I. Earlier Years, 1815–1865
A. The Knickerbocker School
§ 17. National Progress
The last fifteen years of the
Revolutionary period, from 1800 to 1815, were marked by
great events in America. New States were admitted to
the Union; the Louisiana Purchase made the United
States twice as large as before; the expedition of
Lewis and Clark revealed the wonders and possibilities
of the West; Fulton's invention of the steamboat
brought the different parts of the country nearer
together; the successes of the War of 1812,
particularly the naval victories, increased the
republic's self-respect and sense of independence. This
feeling was no whit lessened by the conquest of the
Barbary pirates, to whom for three hundred years other
Christian nations had been forced to pay tribute. Just
as the great events of the sixteenth century aroused
and inspired the Elizabethans, so the growth of the
country, the victories, discoveries, and inventions of
the first years of the nineteenth century aroused and
inspired the Americans. There was rapid progress in all
directions, and no slender part in this progress fell
to the share of literature.
§ 18. The Knickerbocker School
During the Revolutionary
period the literary centre had gradually moved from
Massachusetts to Philadelphia.
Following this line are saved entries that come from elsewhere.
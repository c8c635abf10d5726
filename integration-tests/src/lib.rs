// Shared fixtures for the end-to-end backtest scenarios: scripted
// strategies and database invariant verification.

pub mod strategies;
pub mod verifier;

use chrono::{DateTime, TimeZone, Utc};
use tradewind_common::identifiers::Symbol;
use tradewind_common::types::{Price, Quantity, QuoteTick};

/// The test epoch.
pub fn unix_epoch() -> DateTime<Utc> {
    Utc.timestamp_opt(0, 0).unwrap()
}

/// `unix_epoch() + secs`.
pub fn at(secs: i64) -> DateTime<Utc> {
    Utc.timestamp_opt(secs, 0).unwrap()
}

pub fn audusd() -> Symbol {
    Symbol::new("AUDUSD", "FXCM").unwrap()
}

/// A top-of-book tick for AUDUSD at `secs` past the epoch.
pub fn tick(bid: &str, ask: &str, secs: i64) -> QuoteTick {
    QuoteTick::new(
        audusd(),
        Price::parse(bid).unwrap(),
        Price::parse(ask).unwrap(),
        Quantity::from_units(1_000_000),
        Quantity::from_units(1_000_000),
        at(secs),
    )
}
When the nineteenth
century began, a boy of seventeen was just leaving
school whose talents were to do much to make New York,
his birthplace and home, a literary centre.
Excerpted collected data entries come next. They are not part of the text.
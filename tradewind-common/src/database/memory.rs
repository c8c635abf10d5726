//! Process-resident execution database.

use std::collections::{HashMap, HashSet};

use tracing::warn;

use super::{ExecutionDatabase, StrategyState};
use crate::accounts::Account;
use crate::error::TradingError;
use crate::identifiers::{AccountId, OrderId, PositionId, PositionIdBroker, StrategyId, TraderId};
use crate::orders::Order;
use crate::positions::Position;

#[derive(Debug, Default)]
struct Indexes {
    order_position: HashMap<OrderId, PositionId>,
    order_strategy: HashMap<OrderId, StrategyId>,
    broker_position: HashMap<PositionIdBroker, PositionId>,
    position_strategy: HashMap<PositionId, StrategyId>,
    position_orders: HashMap<PositionId, HashSet<OrderId>>,
    strategy_orders: HashMap<StrategyId, HashSet<OrderId>>,
    strategy_positions: HashMap<StrategyId, HashSet<PositionId>>,
    orders_working: HashSet<OrderId>,
    orders_completed: HashSet<OrderId>,
    positions_open: HashSet<PositionId>,
    positions_closed: HashSet<PositionId>,
}

/// The in-memory back-end: everything lives in process-resident maps.
#[derive(Debug)]
pub struct InMemoryExecutionDatabase {
    trader_id: TraderId,
    accounts: HashMap<AccountId, Account>,
    orders: HashMap<OrderId, Order>,
    positions: HashMap<PositionId, Position>,
    strategy_state: HashMap<StrategyId, StrategyState>,
    strategy_ids: HashSet<StrategyId>,
    index: Indexes,
}

impl InMemoryExecutionDatabase {
    pub fn new(trader_id: TraderId) -> Self {
        Self {
            trader_id,
            accounts: HashMap::new(),
            orders: HashMap::new(),
            positions: HashMap::new(),
            strategy_state: HashMap::new(),
            strategy_ids: HashSet::new(),
            index: Indexes::default(),
        }
    }

    pub fn trader_id(&self) -> &TraderId {
        &self.trader_id
    }

    fn filter_orders(
        &self,
        ids: impl Iterator<Item = OrderId>,
        strategy_id: Option<&StrategyId>,
    ) -> HashMap<OrderId, Order> {
        ids.filter(|id| match strategy_id {
            Some(strategy) => self.index.order_strategy.get(id) == Some(strategy),
            None => true,
        })
        .filter_map(|id| self.orders.get(&id).map(|o| (id.clone(), o.clone())))
        .collect()
    }

    fn filter_positions(
        &self,
        ids: impl Iterator<Item = PositionId>,
        strategy_id: Option<&StrategyId>,
    ) -> HashMap<PositionId, Position> {
        ids.filter(|id| match strategy_id {
            Some(strategy) => self.index.position_strategy.get(id) == Some(strategy),
            None => true,
        })
        .filter_map(|id| self.positions.get(&id).map(|p| (id.clone(), p.clone())))
        .collect()
    }
}

impl ExecutionDatabase for InMemoryExecutionDatabase {
    fn add_account(&mut self, account: Account) -> Result<(), TradingError> {
        if self.accounts.contains_key(account.id()) {
            return Err(TradingError::DuplicateKey(format!(
                "account {}",
                account.id()
            )));
        }
        self.accounts.insert(account.id().clone(), account);
        Ok(())
    }

    fn add_order(
        &mut self,
        order: Order,
        strategy_id: &StrategyId,
        position_id: &PositionId,
    ) -> Result<(), TradingError> {
        let order_id = order.id().clone();
        if self.orders.contains_key(&order_id) {
            return Err(TradingError::DuplicateKey(format!("order {order_id}")));
        }
        if let Some(existing) = self.index.position_strategy.get(position_id) {
            if existing != strategy_id {
                return Err(TradingError::InvalidArgument(format!(
                    "position {position_id} belongs to strategy {existing}, not {strategy_id}"
                )));
            }
        }

        self.index
            .order_position
            .insert(order_id.clone(), position_id.clone());
        self.index
            .order_strategy
            .insert(order_id.clone(), strategy_id.clone());
        self.index
            .position_strategy
            .entry(position_id.clone())
            .or_insert_with(|| strategy_id.clone());
        self.index
            .position_orders
            .entry(position_id.clone())
            .or_default()
            .insert(order_id.clone());
        self.index
            .strategy_orders
            .entry(strategy_id.clone())
            .or_default()
            .insert(order_id.clone());
        self.index
            .strategy_positions
            .entry(strategy_id.clone())
            .or_default()
            .insert(position_id.clone());
        self.strategy_ids.insert(strategy_id.clone());
        self.orders.insert(order_id, order);
        Ok(())
    }

    fn add_position(
        &mut self,
        position: Position,
        strategy_id: &StrategyId,
    ) -> Result<(), TradingError> {
        let position_id = position.id().clone();
        if self.positions.contains_key(&position_id) {
            return Err(TradingError::DuplicateKey(format!(
                "position {position_id}"
            )));
        }
        self.index
            .broker_position
            .insert(position.id_broker().clone(), position_id.clone());
        self.index
            .position_strategy
            .entry(position_id.clone())
            .or_insert_with(|| strategy_id.clone());
        self.index
            .strategy_positions
            .entry(strategy_id.clone())
            .or_default()
            .insert(position_id.clone());
        self.strategy_ids.insert(strategy_id.clone());
        self.index.positions_open.insert(position_id.clone());
        self.positions.insert(position_id, position);
        Ok(())
    }

    fn update_account(&mut self, account: &Account) -> Result<(), TradingError> {
        if !self.accounts.contains_key(account.id()) {
            return Err(TradingError::NotFound(format!("account {}", account.id())));
        }
        self.accounts.insert(account.id().clone(), account.clone());
        Ok(())
    }

    fn update_order(&mut self, order: &Order) -> Result<(), TradingError> {
        let order_id = order.id().clone();
        if !self.orders.contains_key(&order_id) {
            return Err(TradingError::NotFound(format!("order {order_id}")));
        }
        if order.is_working() {
            self.index.orders_working.insert(order_id.clone());
            self.index.orders_completed.remove(&order_id);
        } else if order.is_completed() {
            self.index.orders_completed.insert(order_id.clone());
            self.index.orders_working.remove(&order_id);
        } else {
            self.index.orders_working.remove(&order_id);
        }
        self.orders.insert(order_id, order.clone());
        Ok(())
    }

    fn update_position(&mut self, position: &Position) -> Result<(), TradingError> {
        let position_id = position.id().clone();
        if !self.positions.contains_key(&position_id) {
            return Err(TradingError::NotFound(format!("position {position_id}")));
        }
        if position.is_closed() {
            self.index.positions_open.remove(&position_id);
            self.index.positions_closed.insert(position_id.clone());
        }
        self.positions.insert(position_id, position.clone());
        Ok(())
    }

    fn update_strategy_state(
        &mut self,
        strategy_id: &StrategyId,
        state: StrategyState,
    ) -> Result<(), TradingError> {
        self.strategy_ids.insert(strategy_id.clone());
        self.strategy_state.insert(strategy_id.clone(), state);
        Ok(())
    }

    fn delete_strategy(&mut self, strategy_id: &StrategyId) -> Result<(), TradingError> {
        if !self.strategy_ids.remove(strategy_id) {
            return Err(TradingError::NotFound(format!("strategy {strategy_id}")));
        }
        self.strategy_state.remove(strategy_id);
        self.index.strategy_orders.remove(strategy_id);
        self.index.strategy_positions.remove(strategy_id);
        Ok(())
    }

    fn get_account(&self, account_id: &AccountId) -> Option<Account> {
        self.accounts.get(account_id).cloned()
    }

    fn get_order(&self, order_id: &OrderId) -> Option<Order> {
        self.orders.get(order_id).cloned()
    }

    fn get_orders(&self, strategy_id: Option<&StrategyId>) -> HashMap<OrderId, Order> {
        self.filter_orders(self.orders.keys().cloned(), strategy_id)
    }

    fn get_order_ids(&self) -> HashSet<OrderId> {
        self.orders.keys().cloned().collect()
    }

    fn get_orders_working(&self, strategy_id: Option<&StrategyId>) -> HashMap<OrderId, Order> {
        self.filter_orders(self.index.orders_working.iter().cloned(), strategy_id)
    }

    fn get_orders_completed(&self, strategy_id: Option<&StrategyId>) -> HashMap<OrderId, Order> {
        self.filter_orders(self.index.orders_completed.iter().cloned(), strategy_id)
    }

    fn get_position(&self, position_id: &PositionId) -> Option<Position> {
        self.positions.get(position_id).cloned()
    }

    fn get_position_for_order(&self, order_id: &OrderId) -> Option<Position> {
        self.index
            .order_position
            .get(order_id)
            .and_then(|id| self.positions.get(id))
            .cloned()
    }

    fn get_position_id(&self, order_id: &OrderId) -> Option<PositionId> {
        self.index.order_position.get(order_id).cloned()
    }

    fn get_position_id_for_broker_id(
        &self,
        position_id_broker: &PositionIdBroker,
    ) -> Option<PositionId> {
        self.index.broker_position.get(position_id_broker).cloned()
    }

    fn get_positions(&self, strategy_id: Option<&StrategyId>) -> HashMap<PositionId, Position> {
        self.filter_positions(self.positions.keys().cloned(), strategy_id)
    }

    fn get_position_ids(&self) -> HashSet<PositionId> {
        self.positions.keys().cloned().collect()
    }

    fn get_positions_open(
        &self,
        strategy_id: Option<&StrategyId>,
    ) -> HashMap<PositionId, Position> {
        self.filter_positions(self.index.positions_open.iter().cloned(), strategy_id)
    }

    fn get_positions_closed(
        &self,
        strategy_id: Option<&StrategyId>,
    ) -> HashMap<PositionId, Position> {
        self.filter_positions(self.index.positions_closed.iter().cloned(), strategy_id)
    }

    fn get_strategy_for_order(&self, order_id: &OrderId) -> Option<StrategyId> {
        self.index.order_strategy.get(order_id).cloned()
    }

    fn get_strategy_for_position(&self, position_id: &PositionId) -> Option<StrategyId> {
        self.index.position_strategy.get(position_id).cloned()
    }

    fn get_strategy_ids(&self) -> HashSet<StrategyId> {
        self.strategy_ids.clone()
    }

    fn get_strategy_state(&self, strategy_id: &StrategyId) -> Option<StrategyState> {
        self.strategy_state.get(strategy_id).cloned()
    }

    fn order_exists(&self, order_id: &OrderId) -> bool {
        self.orders.contains_key(order_id)
    }

    fn position_exists(&self, position_id: &PositionId) -> bool {
        self.positions.contains_key(position_id)
    }

    fn position_exists_for_order(&self, order_id: &OrderId) -> bool {
        self.index
            .order_position
            .get(order_id)
            .map(|id| self.positions.contains_key(id))
            .unwrap_or(false)
    }

    fn position_indexed_for_order(&self, order_id: &OrderId) -> bool {
        self.index.order_position.contains_key(order_id)
    }

    fn is_position_open(&self, position_id: &PositionId) -> bool {
        self.index.positions_open.contains(position_id)
    }

    fn is_position_closed(&self, position_id: &PositionId) -> bool {
        self.index.positions_closed.contains(position_id)
    }

    fn count_orders_total(&self) -> usize {
        self.orders.len()
    }

    fn count_orders_working(&self) -> usize {
        self.index.orders_working.len()
    }

    fn count_orders_completed(&self) -> usize {
        self.index.orders_completed.len()
    }

    fn count_positions_total(&self) -> usize {
        self.positions.len()
    }

    fn count_positions_open(&self) -> usize {
        self.index.positions_open.len()
    }

    fn count_positions_closed(&self) -> usize {
        self.index.positions_closed.len()
    }

    fn check_residuals(&self) {
        for order_id in &self.index.orders_working {
            warn!(trader = %self.trader_id, order = %order_id, "residual working order");
        }
        for position_id in &self.index.positions_open {
            warn!(trader = %self.trader_id, position = %position_id, "residual open position");
        }
    }

    fn reset(&mut self) {
        self.accounts.clear();
        self.orders.clear();
        self.positions.clear();
        self.strategy_state.clear();
        self.strategy_ids.clear();
        self.index = Indexes::default();
    }

    fn flush(&mut self) {
        // Nothing is persisted beyond the caches.
    }
}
Moreover, the name of one of his characters, Diedrich
Knickerbocker, has become a literary term; for just as
three English authors have been classed together as the
Lake Poets because they chanced to live in the Lake
Country, so the term Knickerbocker School has been found
convenient to apply to Irving, Cooper, Bryant, and the
lesser writers who were at that time more or less
connected with New York.
§ 19. Washington Irving, 1783–1859
This boy of seventeen
was Washington Irving. He first distinguished himself
by roaming about in the city and neighboring villages,
while the town crier rang his bell and cried
industriously, "Child lost! Child lost!" After leaving
school, he studied law; but he must have rejoiced when
his family decided that the best way to improve his
somewhat feeble health was to send him to Europe, far
more of a journey in 1800 than a trip around the world
in 1900. He wandered through France, Italy, and
England, and enjoyed himself everywhere. When he
returned to New York, nearly two years later, he was
admitted to the bar; but he spent all his leisure
hours on literature. The Spectator had the same
attraction for him that it had had for Franklin. When
he was nineteen, he had written a few essays in a
somewhat similar style; and now he set to work with his brother
William and a friend, James K. Paulding, to
publish a Spectator of their own. They named it
Salmagundi, and in the first number they calmly
announced:—
Our purpose is simply to instruct the young, reform the
old, correct the town, and castigate the age; this is
an arduous task, and therefore we undertake it with
confidence.
The twenty numbers of this paper that appeared were
bright, merry, and good-natured. Their wit had no
sting, and they became popular in New York. The law
practice must have suffered some neglect, for Irving
had another plan in his mind. One day a notice appeared
in the Evening Post under the head of "Distressing."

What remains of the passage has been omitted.